## Instructions to follow
Could you filter the material and copy every line where the word "ApiJson" occurs?

## Extracted data

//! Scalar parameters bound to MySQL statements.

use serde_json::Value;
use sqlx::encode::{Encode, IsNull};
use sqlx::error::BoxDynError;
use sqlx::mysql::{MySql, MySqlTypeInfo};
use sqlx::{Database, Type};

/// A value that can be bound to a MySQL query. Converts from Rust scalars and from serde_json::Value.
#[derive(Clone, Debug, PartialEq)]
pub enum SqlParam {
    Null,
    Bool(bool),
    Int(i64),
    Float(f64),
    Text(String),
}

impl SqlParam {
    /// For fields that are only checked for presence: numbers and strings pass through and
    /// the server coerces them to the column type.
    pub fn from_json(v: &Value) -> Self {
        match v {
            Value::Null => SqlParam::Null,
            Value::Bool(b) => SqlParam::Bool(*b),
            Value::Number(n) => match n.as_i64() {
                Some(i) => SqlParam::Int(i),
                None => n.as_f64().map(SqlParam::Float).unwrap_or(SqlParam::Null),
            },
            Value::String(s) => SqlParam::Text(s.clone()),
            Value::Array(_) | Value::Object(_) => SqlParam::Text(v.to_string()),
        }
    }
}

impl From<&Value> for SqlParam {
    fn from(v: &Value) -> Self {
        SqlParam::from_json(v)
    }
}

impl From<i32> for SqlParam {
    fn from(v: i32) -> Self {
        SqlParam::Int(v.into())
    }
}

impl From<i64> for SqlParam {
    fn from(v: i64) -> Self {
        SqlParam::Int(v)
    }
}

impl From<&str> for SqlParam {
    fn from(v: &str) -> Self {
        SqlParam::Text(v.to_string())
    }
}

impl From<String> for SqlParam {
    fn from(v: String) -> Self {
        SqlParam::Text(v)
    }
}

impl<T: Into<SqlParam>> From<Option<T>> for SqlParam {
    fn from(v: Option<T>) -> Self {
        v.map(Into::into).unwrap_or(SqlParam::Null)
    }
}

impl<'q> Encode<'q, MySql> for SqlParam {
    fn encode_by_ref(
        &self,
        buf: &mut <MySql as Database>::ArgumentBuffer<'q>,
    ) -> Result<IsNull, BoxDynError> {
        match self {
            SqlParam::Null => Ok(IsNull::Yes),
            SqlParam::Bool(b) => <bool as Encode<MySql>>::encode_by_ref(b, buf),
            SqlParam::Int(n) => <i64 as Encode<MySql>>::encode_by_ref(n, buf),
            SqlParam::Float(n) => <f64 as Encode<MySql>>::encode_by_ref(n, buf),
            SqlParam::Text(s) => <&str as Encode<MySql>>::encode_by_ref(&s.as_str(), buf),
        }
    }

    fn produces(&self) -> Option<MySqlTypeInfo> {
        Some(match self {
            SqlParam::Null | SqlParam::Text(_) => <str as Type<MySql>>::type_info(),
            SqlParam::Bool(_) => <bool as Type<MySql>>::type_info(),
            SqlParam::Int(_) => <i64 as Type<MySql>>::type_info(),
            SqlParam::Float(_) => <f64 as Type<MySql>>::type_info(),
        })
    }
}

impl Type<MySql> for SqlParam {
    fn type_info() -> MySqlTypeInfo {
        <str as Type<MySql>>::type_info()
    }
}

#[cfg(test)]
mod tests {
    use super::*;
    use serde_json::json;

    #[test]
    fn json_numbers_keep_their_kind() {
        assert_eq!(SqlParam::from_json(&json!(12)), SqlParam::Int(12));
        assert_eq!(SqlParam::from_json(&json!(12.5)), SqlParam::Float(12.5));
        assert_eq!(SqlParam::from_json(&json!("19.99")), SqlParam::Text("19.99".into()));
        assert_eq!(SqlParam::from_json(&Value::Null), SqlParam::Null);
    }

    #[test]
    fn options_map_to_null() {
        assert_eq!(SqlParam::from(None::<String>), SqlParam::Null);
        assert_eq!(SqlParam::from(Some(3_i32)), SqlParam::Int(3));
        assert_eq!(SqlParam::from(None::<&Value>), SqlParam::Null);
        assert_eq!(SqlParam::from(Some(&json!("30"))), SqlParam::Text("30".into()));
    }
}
---
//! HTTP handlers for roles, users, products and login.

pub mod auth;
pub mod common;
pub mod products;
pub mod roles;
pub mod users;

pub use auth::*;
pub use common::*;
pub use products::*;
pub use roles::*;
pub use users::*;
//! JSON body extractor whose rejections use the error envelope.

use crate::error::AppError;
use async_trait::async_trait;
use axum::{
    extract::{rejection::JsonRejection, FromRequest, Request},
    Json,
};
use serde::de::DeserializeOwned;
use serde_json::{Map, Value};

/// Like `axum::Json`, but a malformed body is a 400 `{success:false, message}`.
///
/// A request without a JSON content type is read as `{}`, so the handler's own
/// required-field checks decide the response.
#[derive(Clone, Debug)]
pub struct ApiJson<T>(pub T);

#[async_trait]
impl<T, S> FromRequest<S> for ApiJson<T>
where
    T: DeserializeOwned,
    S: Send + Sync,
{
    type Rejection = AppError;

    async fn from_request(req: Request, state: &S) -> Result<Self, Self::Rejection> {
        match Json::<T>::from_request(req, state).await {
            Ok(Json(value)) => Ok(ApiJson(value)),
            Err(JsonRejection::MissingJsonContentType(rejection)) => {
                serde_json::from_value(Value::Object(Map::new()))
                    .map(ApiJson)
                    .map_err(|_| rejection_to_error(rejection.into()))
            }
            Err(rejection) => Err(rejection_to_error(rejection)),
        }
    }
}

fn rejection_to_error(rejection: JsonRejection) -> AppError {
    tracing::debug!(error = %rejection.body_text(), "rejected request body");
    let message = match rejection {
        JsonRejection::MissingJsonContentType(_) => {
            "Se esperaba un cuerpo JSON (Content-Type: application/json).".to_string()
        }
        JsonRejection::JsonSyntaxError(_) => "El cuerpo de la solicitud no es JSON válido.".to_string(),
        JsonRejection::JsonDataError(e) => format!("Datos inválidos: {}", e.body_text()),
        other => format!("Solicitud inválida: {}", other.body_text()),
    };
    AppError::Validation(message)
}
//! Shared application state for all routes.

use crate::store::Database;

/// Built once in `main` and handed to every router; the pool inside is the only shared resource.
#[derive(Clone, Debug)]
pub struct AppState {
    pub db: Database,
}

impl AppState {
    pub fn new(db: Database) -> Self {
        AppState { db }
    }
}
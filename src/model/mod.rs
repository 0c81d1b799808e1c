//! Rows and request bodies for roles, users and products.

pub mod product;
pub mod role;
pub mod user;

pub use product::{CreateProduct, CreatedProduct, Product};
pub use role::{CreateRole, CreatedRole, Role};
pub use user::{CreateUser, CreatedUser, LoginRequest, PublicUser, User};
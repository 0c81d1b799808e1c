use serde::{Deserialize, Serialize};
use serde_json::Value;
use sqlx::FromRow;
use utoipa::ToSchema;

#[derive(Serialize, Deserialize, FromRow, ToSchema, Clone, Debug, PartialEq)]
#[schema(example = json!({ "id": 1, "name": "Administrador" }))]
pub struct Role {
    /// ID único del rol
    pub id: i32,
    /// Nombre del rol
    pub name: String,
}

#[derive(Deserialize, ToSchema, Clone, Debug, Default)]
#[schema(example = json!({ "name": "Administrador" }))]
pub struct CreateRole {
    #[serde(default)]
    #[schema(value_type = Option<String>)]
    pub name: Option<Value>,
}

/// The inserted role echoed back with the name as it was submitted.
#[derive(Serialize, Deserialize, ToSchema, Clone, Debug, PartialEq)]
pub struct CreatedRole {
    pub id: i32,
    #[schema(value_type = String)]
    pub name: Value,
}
* * *
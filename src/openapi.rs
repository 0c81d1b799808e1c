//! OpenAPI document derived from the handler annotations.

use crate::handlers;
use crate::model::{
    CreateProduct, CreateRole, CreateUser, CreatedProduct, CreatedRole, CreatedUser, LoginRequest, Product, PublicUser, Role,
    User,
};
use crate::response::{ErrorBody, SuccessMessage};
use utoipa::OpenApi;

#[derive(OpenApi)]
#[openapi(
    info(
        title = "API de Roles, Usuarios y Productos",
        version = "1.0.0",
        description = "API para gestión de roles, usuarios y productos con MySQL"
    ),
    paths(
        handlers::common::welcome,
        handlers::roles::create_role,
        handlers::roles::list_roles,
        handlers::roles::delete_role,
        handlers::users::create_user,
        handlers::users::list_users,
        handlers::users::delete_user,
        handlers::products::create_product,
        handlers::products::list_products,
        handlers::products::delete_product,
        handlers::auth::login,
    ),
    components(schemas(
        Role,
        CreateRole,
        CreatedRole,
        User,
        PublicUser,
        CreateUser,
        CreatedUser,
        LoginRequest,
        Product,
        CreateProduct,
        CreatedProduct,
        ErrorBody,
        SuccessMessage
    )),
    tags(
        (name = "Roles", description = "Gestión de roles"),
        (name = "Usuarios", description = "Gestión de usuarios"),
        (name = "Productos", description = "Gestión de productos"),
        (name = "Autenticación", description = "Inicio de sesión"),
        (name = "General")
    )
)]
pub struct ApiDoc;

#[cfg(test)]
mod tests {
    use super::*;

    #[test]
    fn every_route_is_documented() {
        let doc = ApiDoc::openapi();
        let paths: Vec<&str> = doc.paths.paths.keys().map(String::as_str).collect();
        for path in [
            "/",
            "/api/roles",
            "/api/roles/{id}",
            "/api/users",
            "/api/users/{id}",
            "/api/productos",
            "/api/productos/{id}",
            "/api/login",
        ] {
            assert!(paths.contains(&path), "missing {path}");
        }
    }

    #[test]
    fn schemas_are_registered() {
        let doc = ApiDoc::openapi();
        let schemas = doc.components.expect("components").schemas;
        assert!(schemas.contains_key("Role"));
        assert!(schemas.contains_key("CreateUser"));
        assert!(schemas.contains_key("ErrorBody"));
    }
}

## Problem solution
pub struct ApiJson<T>(pub T);
impl<T, S> FromRequest<S> for ApiJson<T>
            Ok(Json(value)) => Ok(ApiJson(value)),
                    .map(ApiJson)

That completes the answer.